Teach Your Old Docs New Tricks with Google Drive.
Guest post by Sara Garcia.
My discovery of Google Drive came with the realization that technology has taken a huge leap in my college-aged generation. We have overcome floppy-disks, flew past CDs, tired of flash-drives, and have landed in “the Cloud”–a seemingly magical place to be.
On August 30th, 2012, A group of classmates and I at California State University Long Beach began internships with Cloud Sherpas, a leading CSP (Cloud Solutions Provider) and Google partner. All of our collaboration editing and creating presentations take place through Google Drive. When a business is ready to migrate to the Cloud, Cloud Sherpas provides employees with training to adapt Google Apps such as Drive that will “improve their everyday process and help the company save costs,” (Jeff Miller, Director of Cloud Migration for Cloud Sherpas, in “Five Ways to Prepare Your Organization to Go More Google” ).

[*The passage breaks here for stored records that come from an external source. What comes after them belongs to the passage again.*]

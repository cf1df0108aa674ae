// HTTP API server binary

use anyhow::Result;
use precio_dolar::api::ApiServer;
use precio_dolar::config::Settings;
use precio_dolar::context::AppContext;
use precio_dolar::telemetry::init_tracing;
use precio_dolar::util::env as env_util;

#[actix_web::main]
async fn main() -> Result<()> {
    init_tracing("info,sqlx=warn")?;

    tracing::info!("Initializing price API server");

    // Load dotenv/env once (safe to call multiple times)
    env_util::init_env();

    let settings = Settings::from_env();
    let ctx = AppContext::from_settings(settings).await?;
    tracing::info!("Database connected successfully");

    let server = ApiServer::from_context(&ctx);
    server.run(ctx).await?;

    Ok(())
}
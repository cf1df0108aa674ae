use std::fs::OpenOptions;
use std::path::Path;
use std::sync::Arc;

use anyhow::Context;
use tracing_subscriber::{fmt::writer::MakeWriterExt, fmt::SubscriberBuilder, EnvFilter};

fn env_filter(default_filter: &str) -> EnvFilter {
    EnvFilter::try_from_default_env().unwrap_or_else(|_| EnvFilter::new(default_filter))
}

/// Sets up the global tracing subscriber with a fmt formatter and env filter.
///
/// The caller provides a fallback filter string that is used when `RUST_LOG` is
/// not set. This helper ensures all binaries share the same formatting rules.
pub fn init_tracing(default_filter: &str) -> Result<(), anyhow::Error> {
    SubscriberBuilder::default()
        .with_env_filter(env_filter(default_filter))
        .with_target(true)
        .with_line_number(true)
        .with_file(true)
        .try_init()
        .map_err(|e| anyhow::anyhow!("failed to initialize tracing: {}", e))
}

/// Same as [`init_tracing`] but also appends every event to `log_file`.
pub fn init_tracing_with_file(default_filter: &str, log_file: &Path) -> Result<(), anyhow::Error> {
    if let Some(parent) = log_file.parent().filter(|p| !p.as_os_str().is_empty()) {
        std::fs::create_dir_all(parent)
            .with_context(|| format!("failed to create log dir {}", parent.display()))?;
    }
    let file = OpenOptions::new()
        .create(true)
        .append(true)
        .open(log_file)
        .with_context(|| format!("failed to open log file {}", log_file.display()))?;

    SubscriberBuilder::default()
        .with_env_filter(env_filter(default_filter))
        .with_target(true)
        .with_line_number(true)
        .with_file(true)
        .with_ansi(false)
        .with_writer(std::io::stdout.and(Arc::new(file)))
        .try_init()
        .map_err(|e| anyhow::anyhow!("failed to initialize tracing: {}", e))
}
//! Headless browser session abstraction used by the storefront scrapers.
//!
//! A [`BrowserLauncher`] opens one isolated [`Page`] per [`LocaleProfile`]; the
//! page owns its browser process, so dropping it tears everything down.

use async_trait::async_trait;
use std::collections::BTreeMap;
use std::path::PathBuf;
use std::time::Duration;
use thiserror::Error;

pub mod chrome;

pub use chrome::ChromeLauncher;

pub const DESKTOP_USER_AGENT: &str = "Mozilla/5.0 (Macintosh; Intel Mac OS X 10_15_7) \
     AppleWebKit/537.36 (KHTML, like Gecko) Chrome/122.0.0.0 Safari/537.36";

#[derive(Debug, Error)]
pub enum BrowserError {
    #[error("failed to launch browser: {0}")]
    Launch(String),

    #[error("navigation to {url} failed: {reason}")]
    Navigation { url: String, reason: String },

    #[error("{what} timed out after {after:?}")]
    Timeout { what: String, after: Duration },

    #[error("page operation failed: {0}")]
    Page(String),

    #[error("script evaluation failed: {0}")]
    Script(String),

    #[error(transparent)]
    Io(#[from] std::io::Error),
}

#[derive(Debug, Clone, PartialEq, Eq)]
pub struct BrowserCookie {
    pub name: String,
    pub value: String,
    pub domain: String,
    pub path: String,
}

impl BrowserCookie {
    /// Cookie-jar domain matching: `.nike.com` covers `www.nike.com` and
    /// `nike.com`; a bare domain matches itself and its subdomains.
    pub fn matches_host(&self, host: &str) -> bool {
        let domain = self.domain.trim_start_matches('.').to_ascii_lowercase();
        let host = host.to_ascii_lowercase();
        host == domain || host.ends_with(&format!(".{domain}"))
    }
}

#[derive(Debug, Clone, Copy, PartialEq, Eq)]
pub struct Viewport {
    pub width: u32,
    pub height: u32,
}

/// Browser identity presented to one storefront.
#[derive(Debug, Clone)]
pub struct LocaleProfile {
    pub user_agent: String,
    pub viewport: Viewport,
    /// BCP-47 tag, e.g. `es-AR`.
    pub locale: String,
    pub cookies: Vec<BrowserCookie>,
    pub headers: BTreeMap<String, String>,
}

impl LocaleProfile {
    fn desktop(locale: &str, accept_language: &str) -> Self {
        let headers = [
            ("Accept-Language", accept_language),
            ("Sec-Ch-Ua", r#""Chromium";v="122", "Google Chrome";v="122""#),
            ("Sec-Ch-Ua-Mobile", "?0"),
            ("Sec-Ch-Ua-Platform", r#""macOS""#),
        ]
        .into_iter()
        .map(|(k, v)| (k.to_string(), v.to_string()))
        .collect();

        Self {
            user_agent: DESKTOP_USER_AGENT.to_string(),
            viewport: Viewport {
                width: 1280,
                height: 800,
            },
            locale: locale.to_string(),
            cookies: Vec::new(),
            headers,
        }
    }

    pub fn argentina() -> Self {
        Self::desktop("es-AR", "es-AR,es;q=0.9")
    }

    pub fn united_states() -> Self {
        Self::desktop("en-US", "en-US,en;q=0.9")
    }

    pub fn with_cookie(mut self, name: &str, value: &str, domain: &str) -> Self {
        self.cookies.push(BrowserCookie {
            name: name.to_string(),
            value: value.to_string(),
            domain: domain.to_string(),
            path: "/".to_string(),
        });
        self
    }

    pub fn with_header(mut self, name: &str, value: &str) -> Self {
        self.headers.insert(name.to_string(), value.to_string());
        self
    }

    pub fn accept_language(&self) -> Option<&str> {
        self.headers.get("Accept-Language").map(String::as_str)
    }

    /// Cookies to seed into the browser's jar before loading `url`: only those
    /// whose domain covers its host. The browser then scopes and updates them
    /// like any site-set cookie.
    pub fn cookies_for_url(&self, url: &str) -> Vec<&BrowserCookie> {
        let Some(host) = url::Url::parse(url)
            .ok()
            .and_then(|u| u.host_str().map(str::to_string))
        else {
            return Vec::new();
        };
        self.cookies.iter().filter(|c| c.matches_host(&host)).collect()
    }
}

/// One rendered page in an isolated browser context.
#[async_trait]
pub trait Page: Send + Sync {
    /// Loads `url` and waits for the load to finish, bounded by `timeout`.
    async fn navigate(&self, url: &str, timeout: Duration) -> Result<(), BrowserError>;

    /// Text of the first element matching `selector`; `None` when it does not
    /// appear within `timeout`.
    async fn wait_for_text(
        &self,
        selector: &str,
        timeout: Duration,
    ) -> Result<Option<String>, BrowserError>;

    /// Full rendered HTML.
    async fn content(&self) -> Result<String, BrowserError>;

    /// Evaluates a JS expression and returns its JSON value (`Null` if none).
    async fn evaluate(&self, script: &str) -> Result<serde_json::Value, BrowserError>;

    /// Diagnostic PNG. Returns the written path, or `None` when screenshots are off.
    async fn screenshot(&self, label: &str) -> Result<Option<PathBuf>, BrowserError>;
}

#[async_trait]
pub trait BrowserLauncher: Send + Sync {
    async fn open(&self, profile: &LocaleProfile) -> Result<Box<dyn Page>, BrowserError>;
}

#[cfg(test)]
mod tests {
    use super::*;

    fn names(cookies: Vec<&BrowserCookie>) -> Vec<&str> {
        cookies.into_iter().map(|c| c.name.as_str()).collect()
    }

    #[test]
    fn cookies_follow_domain_rules() {
        let profile = LocaleProfile::united_states()
            .with_cookie("NIKE_COMMERCE_COUNTRY", "US", ".nike.com")
            .with_cookie("NIKE_COMMERCE_LANG_LOCALE", "en_US", ".nike.com")
            .with_cookie("accept_cookies", "true", ".nike.com.ar");

        assert_eq!(
            names(profile.cookies_for_url("https://www.nike.com/t/x")),
            vec!["NIKE_COMMERCE_COUNTRY", "NIKE_COMMERCE_LANG_LOCALE"]
        );
        assert_eq!(
            names(profile.cookies_for_url("https://www.nike.com.ar/p")),
            vec!["accept_cookies"]
        );
        assert!(profile.cookies_for_url("https://www.adidas.com/us").is_empty());
        assert!(profile.cookies_for_url("not a url").is_empty());
    }

    #[test]
    fn cookies_never_travel_as_static_headers() {
        let profile = LocaleProfile::argentina()
            .with_cookie("accept_cookies", "true", ".adidas.com.ar")
            .with_header("Referer", "https://www.adidas.com.ar/ropa-seleccion-argentina");

        assert!(!profile.headers.contains_key("Cookie"));
        assert_eq!(profile.accept_language(), Some("es-AR,es;q=0.9"));
        assert_eq!(profile.cookies[0].path, "/");
    }
}
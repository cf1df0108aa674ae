// Audit trail: one scraper_runs row brackets each reconciliation run.

use chrono::Utc;
use sqlx::SqliteConnection;
use tracing::{info, instrument, warn};

use crate::database_ops::models::ScraperRun;

const RUN_COLUMNS: &str =
    "id, scraper_name, start_time, end_time, success, error_message, products_scraped";

#[instrument(skip(conn))]
pub async fn start_run(conn: &mut SqliteConnection, scraper_name: &str) -> Result<ScraperRun, sqlx::Error> {
    let start_time = Utc::now();
    let id = sqlx::query(
        "INSERT INTO scraper_runs (scraper_name, start_time, success, products_scraped) \
         VALUES (?, ?, NULL, 0)",
    )
    .bind(scraper_name)
    .bind(start_time)
    .execute(&mut *conn)
    .await?
    .last_insert_rowid();
    info!(run_id = id, "started scraper run");
    Ok(ScraperRun {
        id,
        scraper_name: scraper_name.to_string(),
        start_time,
        end_time: None,
        success: None,
        error_message: None,
        products_scraped: 0,
    })
}

/// Sets the outcome of a run. Only a run still in flight (`success IS NULL`)
/// is updated, so the outcome is written exactly once.
#[instrument(skip(conn, error_message))]
pub async fn finish_run(
    conn: &mut SqliteConnection,
    run_id: i64,
    success: bool,
    products_scraped: i64,
    error_message: Option<&str>,
) -> Result<bool, sqlx::Error> {
    let updated = sqlx::query(
        "UPDATE scraper_runs SET end_time = ?, success = ?, products_scraped = ?, error_message = ? \
         WHERE id = ? AND success IS NULL",
    )
    .bind(Utc::now())
    .bind(success)
    .bind(products_scraped)
    .bind(error_message)
    .bind(run_id)
    .execute(conn)
    .await?
    .rows_affected();

    if updated == 0 {
        warn!(run_id, "scraper run missing or already finished");
        return Ok(false);
    }
    info!(run_id, success, products_scraped, "finished scraper run");
    Ok(true)
}

pub async fn run_by_id(conn: &mut SqliteConnection, run_id: i64) -> Result<Option<ScraperRun>, sqlx::Error> {
    let sql = format!("SELECT {RUN_COLUMNS} FROM scraper_runs WHERE id = ?");
    sqlx::query_as::<_, ScraperRun>(&sql)
        .bind(run_id)
        .fetch_optional(conn)
        .await
}

pub async fn recent_runs(conn: &mut SqliteConnection, limit: i64) -> Result<Vec<ScraperRun>, sqlx::Error> {
    let sql = format!("SELECT {RUN_COLUMNS} FROM scraper_runs ORDER BY id DESC LIMIT ?");
    sqlx::query_as::<_, ScraperRun>(&sql)
        .bind(limit)
        .fetch_all(conn)
        .await
}
use anyhow::{Context, Result};
use chrono::{DateTime, Utc};
use std::sync::Arc;

use crate::archive::SnapshotArchive;
use crate::browser::{BrowserLauncher, ChromeLauncher};
use crate::cache::PriceCache;
use crate::config::Settings;
use crate::database_ops::db::Db;
use crate::database_ops::exchange::{DolarApiClient, ExchangeRateProvider};
use crate::scrapers::{AdidasScraper, NikeScraper, ProductScraper};
use crate::service::{PriceService, ProductPriceReport};

/// Everything a binary or request handler needs, built once per process.
#[derive(Clone)]
pub struct AppContext {
    pub settings: Settings,
    pub db: Db,
    pub service: Arc<PriceService>,
    pub reports: Arc<PriceCache<ProductPriceReport>>,
    pub started_at: DateTime<Utc>,
}

impl AppContext {
    /// Production wiring: SQLite from `DATABASE_URL`, Chrome for scraping.
    pub async fn from_settings(settings: Settings) -> Result<Self> {
        let launcher: Arc<dyn BrowserLauncher> = Arc::new(ChromeLauncher::from_settings(&settings));
        Self::with_launcher(settings, launcher).await
    }

    /// Same wiring with a caller-supplied browser, used by tests.
    pub async fn with_launcher(settings: Settings, launcher: Arc<dyn BrowserLauncher>) -> Result<Self> {
        let db = Db::connect(&settings.database_url, settings.db_max_connections)
            .await
            .context("failed to open price database")?;

        let client = DolarApiClient::new(settings.dolar_api_url.clone(), settings.dolar_api_timeout)?;
        let rates = ExchangeRateProvider::new(client, db.clone(), settings.default_rate);

        let scrapers: Vec<Arc<dyn ProductScraper>> = vec![
            Arc::new(NikeScraper::build(launcher.clone(), settings.scrape)),
            Arc::new(AdidasScraper::build(launcher, settings.scrape)),
        ];
        let archive = SnapshotArchive::new(settings.data_dir.clone());
        let service = PriceService::new(db.clone(), rates, scrapers, archive);

        Ok(Self {
            reports: Arc::new(PriceCache::new(settings.cache_ttl)),
            settings,
            db,
            service: Arc::new(service),
            started_at: Utc::now(),
        })
    }
}
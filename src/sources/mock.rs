//! Mock source for testing purposes.

use async_trait::async_trait;
use std::sync::atomic::{AtomicUsize, Ordering};
use std::time::Duration;

use crate::models::{BookRecord, BookRecordBuilder, SourceKind};
use crate::sources::{Source, SourceCapabilities, SourceError};
use crate::utils::FetchError;

/// What a [`MockSource`] answers with
#[derive(Debug, Clone, PartialEq, Eq)]
pub enum MockReply {
    /// One record per title; ISBN lookups use the first
    Titles(Vec<String>),
    NoMatch,
    FetchFailure,
    ParseFailure,
    /// Panic inside the adapter call
    Panic,
}

/// A scripted source that counts its calls.
#[derive(Debug)]
pub struct MockSource {
    id: String,
    capabilities: SourceCapabilities,
    reply: MockReply,
    delay: Duration,
    calls: AtomicUsize,
}

impl MockSource {
    /// Create a mock that supports both lookups and never matches
    pub fn new(id: impl Into<String>) -> Self {
        Self {
            id: id.into(),
            capabilities: SourceCapabilities::ISBN_LOOKUP | SourceCapabilities::KEYWORD_SEARCH,
            reply: MockReply::NoMatch,
            delay: Duration::ZERO,
            calls: AtomicUsize::new(0),
        }
    }

    /// Answer with one record per title
    pub fn with_titles<I, S>(self, titles: I) -> Self
    where
        I: IntoIterator<Item = S>,
        S: Into<String>,
    {
        self.with_reply(MockReply::Titles(
            titles.into_iter().map(Into::into).collect(),
        ))
    }

    pub fn with_reply(mut self, reply: MockReply) -> Self {
        self.reply = reply;
        self
    }

    /// Sleep before answering
    pub fn with_delay(mut self, delay: Duration) -> Self {
        self.delay = delay;
        self
    }

    pub fn keyword_only(mut self) -> Self {
        self.capabilities = SourceCapabilities::KEYWORD_SEARCH;
        self
    }

    pub fn isbn_only(mut self) -> Self {
        self.capabilities = SourceCapabilities::ISBN_LOOKUP;
        self
    }

    /// How many lookups have started, including ones cancelled mid-way
    pub fn calls(&self) -> usize {
        self.calls.load(Ordering::SeqCst)
    }

    async fn answer(&self) -> Result<Vec<BookRecord>, SourceError> {
        self.calls.fetch_add(1, Ordering::SeqCst);
        if !self.delay.is_zero() {
            tokio::time::sleep(self.delay).await;
        }

        match &self.reply {
            MockReply::Titles(titles) => Ok(titles
                .iter()
                .map(|t| BookRecordBuilder::new(t.as_str(), self.kind()).build())
                .collect()),
            MockReply::NoMatch => Ok(Vec::new()),
            MockReply::FetchFailure => Err(SourceError::Fetch(FetchError::Status(503))),
            MockReply::ParseFailure => Err(SourceError::Parse("unexpected markup".into())),
            MockReply::Panic => panic!("mock source {} panicked", self.id),
        }
    }
}

#[async_trait]
impl Source for MockSource {
    fn kind(&self) -> SourceKind {
        SourceKind::Other(self.id.clone())
    }

    fn id(&self) -> &str {
        &self.id
    }

    fn name(&self) -> &str {
        "Mock Source"
    }

    fn capabilities(&self) -> SourceCapabilities {
        self.capabilities
    }

    async fn resolve_by_isbn(&self, isbn: &str) -> Result<BookRecord, SourceError> {
        let records = self.answer().await?;
        Ok(match records.into_iter().next() {
            Some(mut record) => {
                record.isbn = Some(isbn.to_string());
                record
            }
            None => BookRecord::no_match(self.kind(), isbn),
        })
    }

    async fn search_by_keyword(
        &self,
        _keyword: &str,
        limit: usize,
    ) -> Result<Vec<BookRecord>, SourceError> {
        let mut records = self.answer().await?;
        records.truncate(limit);
        Ok(records)
    }
}
//! books.com.tw source.
//!
//! The search host only answers sessions that first visited the storefront
//! home page, so every lookup opens its own cookie session, warms it up and
//! then searches with a matching `Referer`.

use async_trait::async_trait;
use scraper::{ElementRef, Html, Selector};

use super::markup::{self, selector};
use crate::models::{BookRecord, BookRecordBuilder, LookupMode, SourceKind};
use crate::sources::{Source, SourceCapabilities, SourceError};
use crate::utils::normalize::{self, PubDate};
use crate::utils::{FetchClient, FetchSession};

const BOOKS_HOME_URL: &str = "https://www.books.com.tw/";
const BOOKS_SEARCH_URL: &str = "https://search.books.com.tw";

/// books.com.tw source
#[derive(Debug, Clone)]
pub struct BooksComTwSource {
    client: FetchClient,
    home_url: String,
    search_base: String,
}

/// One search result plus the link to its product page
#[derive(Debug, Clone)]
struct SearchHit {
    record: BookRecord,
    detail_url: Option<String>,
}

/// Fields read from a product page
#[derive(Debug, Clone, Default, PartialEq)]
struct Detail {
    description: Option<String>,
    date: Option<PubDate>,
}

impl BooksComTwSource {
    pub fn new(client: FetchClient) -> Self {
        Self::with_endpoints(client, BOOKS_HOME_URL, BOOKS_SEARCH_URL)
    }

    /// Use other warm-up and search hosts (tests, mirrors)
    pub fn with_endpoints(
        client: FetchClient,
        home_url: impl Into<String>,
        search_base: impl Into<String>,
    ) -> Self {
        Self {
            client,
            home_url: home_url.into(),
            search_base: search_base.into().trim_end_matches('/').to_string(),
        }
    }

    fn search_url(&self, query: &str) -> String {
        format!(
            "{}/search/query/key/{}/cat/all",
            self.search_base,
            urlencoding::encode(query)
        )
    }

    /// Open a session and visit the home page so the search host accepts us.
    ///
    /// A failed warm-up is logged and the search is attempted anyway.
    async fn warm_session(&self, mode: LookupMode) -> Result<FetchSession, SourceError> {
        let session = self.client.session()?;
        match session.get(&self.home_url, mode, &[]).await {
            Ok(raw) if raw.is_success() => {}
            Ok(raw) => {
                tracing::debug!(source = "books_com_tw", status = raw.status, "warm-up rejected")
            }
            Err(e) => tracing::debug!(source = "books_com_tw", error = %e, "warm-up failed"),
        }
        Ok(session)
    }

    async fn search(
        &self,
        session: &FetchSession,
        query: &str,
        mode: LookupMode,
        limit: usize,
    ) -> Result<Vec<SearchHit>, SourceError> {
        let page = session
            .get_page(
                &self.search_url(query),
                mode,
                &[("Referer", self.home_url.as_str())],
            )
            .await?;
        Self::parse_results(&page.body, &page.url, limit)
    }

    fn parse_results(
        html: &str,
        page_url: &str,
        limit: usize,
    ) -> Result<Vec<SearchHit>, SourceError> {
        let document = Html::parse_document(html);
        let table_sel = selector(".table-search-tbody .table-td")?;
        let list_sel = selector("li.item")?;
        let fields = ItemSelectors::new()?;

        let mut items: Vec<ElementRef<'_>> = document.select(&table_sel).collect();
        if items.is_empty() {
            items = document.select(&list_sel).collect();
        }

        let hits: Vec<SearchHit> = items
            .into_iter()
            .filter_map(|item| Self::parse_item(item, page_url, &fields))
            .take(limit)
            .collect();

        if hits.is_empty() {
            if let Some(marker) = markup::blocked_marker(html) {
                return Err(SourceError::Blocked(marker.to_string()));
            }
        }
        Ok(hits)
    }

    fn parse_item(
        item: ElementRef<'_>,
        page_url: &str,
        fields: &ItemSelectors,
    ) -> Option<SearchHit> {
        let link = item
            .select(&fields.title_h4)
            .next()
            .or_else(|| item.select(&fields.title_h3).next())?;

        let title = link
            .value()
            .attr("title")
            .map(normalize::clean_text)
            .filter(|t| !t.is_empty())
            .unwrap_or_else(|| markup::text_of(link));
        if title.is_empty() {
            return None;
        }

        let authors: Vec<String> = item.select(&fields.author).map(markup::text_of).collect();
        let mut builder = BookRecordBuilder::new(title, SourceKind::BooksComTw)
            .authors(authors)
            .pub_date(PubDate::extract(&markup::lines_of(item)));
        if let Some(publisher) = markup::first_text(item, &fields.publisher) {
            builder = builder.publisher(publisher);
        }
        if let Some(cover) = item
            .select(&fields.image)
            .next()
            .and_then(|img| markup::image_reference(img, page_url))
        {
            builder = builder.cover_url(&cover);
        }

        let detail_url = link
            .value()
            .attr("href")
            .and_then(|href| normalize::resolve_link(page_url, href));

        Some(SearchHit {
            record: builder.build(),
            detail_url,
        })
    }

    fn parse_detail(html: &str) -> Result<Detail, SourceError> {
        let document = Html::parse_document(html);
        let desc_sel = selector(".bd div.content")?;

        let description = document
            .select(&desc_sel)
            .next()
            .map(markup::text_of)
            .filter(|d| !d.is_empty());
        let lines = markup::lines_of(document.root_element());
        let date = markup::labelled_value(&lines, &["出版日期"]).and_then(|v| PubDate::extract(&v));

        Ok(Detail { description, date })
    }

    async fn fetch_detail(&self, session: &FetchSession, url: &str) -> Result<Detail, SourceError> {
        let page = session
            .get_page(url, LookupMode::Exact, &[("Referer", self.search_base.as_str())])
            .await?;
        Self::parse_detail(&page.body)
    }
}

/// Selectors applied to every result item
struct ItemSelectors {
    title_h4: Selector,
    title_h3: Selector,
    author: Selector,
    publisher: Selector,
    image: Selector,
}

impl ItemSelectors {
    fn new() -> Result<Self, SourceError> {
        Ok(Self {
            title_h4: selector("h4 a")?,
            title_h3: selector("h3 a")?,
            author: selector(r#"a[rel="go_author"]"#)?,
            publisher: selector(r#"a[rel="go_publisher"]"#)?,
            image: selector("img")?,
        })
    }
}

#[async_trait]
impl Source for BooksComTwSource {
    fn kind(&self) -> SourceKind {
        SourceKind::BooksComTw
    }

    fn id(&self) -> &str {
        "books_com_tw"
    }

    fn name(&self) -> &str {
        "books.com.tw"
    }

    fn capabilities(&self) -> SourceCapabilities {
        SourceCapabilities::ISBN_LOOKUP
            | SourceCapabilities::KEYWORD_SEARCH
            | SourceCapabilities::DETAIL_PAGE
            | SourceCapabilities::WARM_UP
    }

    async fn resolve_by_isbn(&self, isbn: &str) -> Result<BookRecord, SourceError> {
        let session = self.warm_session(LookupMode::Exact).await?;
        let hit = match self
            .search(&session, isbn, LookupMode::Exact, 1)
            .await?
            .into_iter()
            .next()
        {
            Some(hit) => hit,
            None => return Ok(BookRecord::no_match(SourceKind::BooksComTw, isbn)),
        };

        let mut record = hit.record;
        record.isbn = Some(isbn.to_string());

        if let Some(detail_url) = hit.detail_url {
            match self.fetch_detail(&session, &detail_url).await {
                Ok(detail) => {
                    if let Some(description) = detail.description {
                        record.description = Some(normalize::truncate(
                            &description,
                            normalize::DESCRIPTION_LIMIT,
                        ));
                    }
                    if let Some(date) = detail.date {
                        record.year = Some(date.year);
                        record.month = date.month;
                    }
                }
                Err(e) => tracing::warn!(
                    source = "books_com_tw",
                    url = %detail_url,
                    error = %e,
                    "detail page unavailable, keeping list fields"
                ),
            }
        }

        Ok(record)
    }

    async fn search_by_keyword(
        &self,
        keyword: &str,
        limit: usize,
    ) -> Result<Vec<BookRecord>, SourceError> {
        let session = self.warm_session(LookupMode::Fuzzy).await?;
        let hits = self.search(&session, keyword, LookupMode::Fuzzy, limit).await?;
        Ok(hits.into_iter().map(|hit| hit.record).collect())
    }
}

For a first-time-user without the guidance of a CSP, I discovered the benefits of Google Drive  one step at a time, with fundamental trial-and-error. I started out using Google Apps exclusively for the internship, but then found myself with the urge to migrate all of my files to ‘My Drive’. I set out to uncover how I could use Google Drive to my best advantage, whether it be for personal or business use.
For personal use, Google Drive comes with 5GB of free storage. Creating Google Docs (text documents, spreadsheets, forms, drawings, and presentations) don’t take up any of your free storage. Additionally, 10GB of free Gmail storage and 1GB of Picasa storage come with your Google Apps account. Once your Gmail limit is reached, emails will be returned to their senders. With Picasa, you can organize, edit, and share photos on Google+ (Google’s social-networking app). Photos that are 800 pixels or under are free to upload, and after you’ve hit your 1GB storage limit, you can continue to upload photos under 800 pixels at no extra cost.
The first benefit of Google Drive is the simple drag-and-drop system that lets you view over 16 different files types and add almost anything you wish to your Drive. Documents can also be dragged into or out of folders easily, which makes sorting a cinch.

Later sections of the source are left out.